Work to be completed: Repeat exactly the lines that run from the one containing "pub trait Notifier: Send" to the end of the data, and leave out all others.

Given information:
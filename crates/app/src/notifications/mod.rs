//! Customer notifications (receipts and reminders).

use async_trait::async_trait;
use mockall::automock;
use serde::Serialize;
use thiserror::Error;

mod log;
mod webhook;

pub use log::LogNotifier;
pub use webhook::WebhookNotifier;

/// A message for a customer. Channels pick whichever contact they can use.
#[derive(Debug, Clone, PartialEq, Eq, Serialize)]
pub struct Notification {
    pub phone: Option<String>,
    pub email: Option<String>,
    pub subject: String,
    pub body: String,
}

impl Notification {
    /// Whether there is anyone to deliver to.
    #[must_use]
    pub fn has_recipient(&self) -> bool {
        self.phone.as_deref().is_some_and(|phone| !phone.trim().is_empty())
            || self.email.as_deref().is_some_and(|email| !email.trim().is_empty())
    }
}

#[derive(Debug, Error)]
pub enum NotifierError {
    #[error("notification has no phone number or email")]
    NoRecipient,

    #[error("notification request failed")]
    Http(#[from] reqwest::Error),

    #[error("notification gateway responded with status {0}")]
    Rejected(u16),
}

#[automock]
#[async_trait]
pub trait Notifier: Send + Sync {
    /// Deliver a notification.
    async fn notify(&self, notification: Notification) -> Result<(), NotifierError>;
}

Output of the task:
pub trait Notifier: Send + Sync {
    /// Deliver a notification.
    async fn notify(&self, notification: Notification) -> Result<(), NotifierError>;
}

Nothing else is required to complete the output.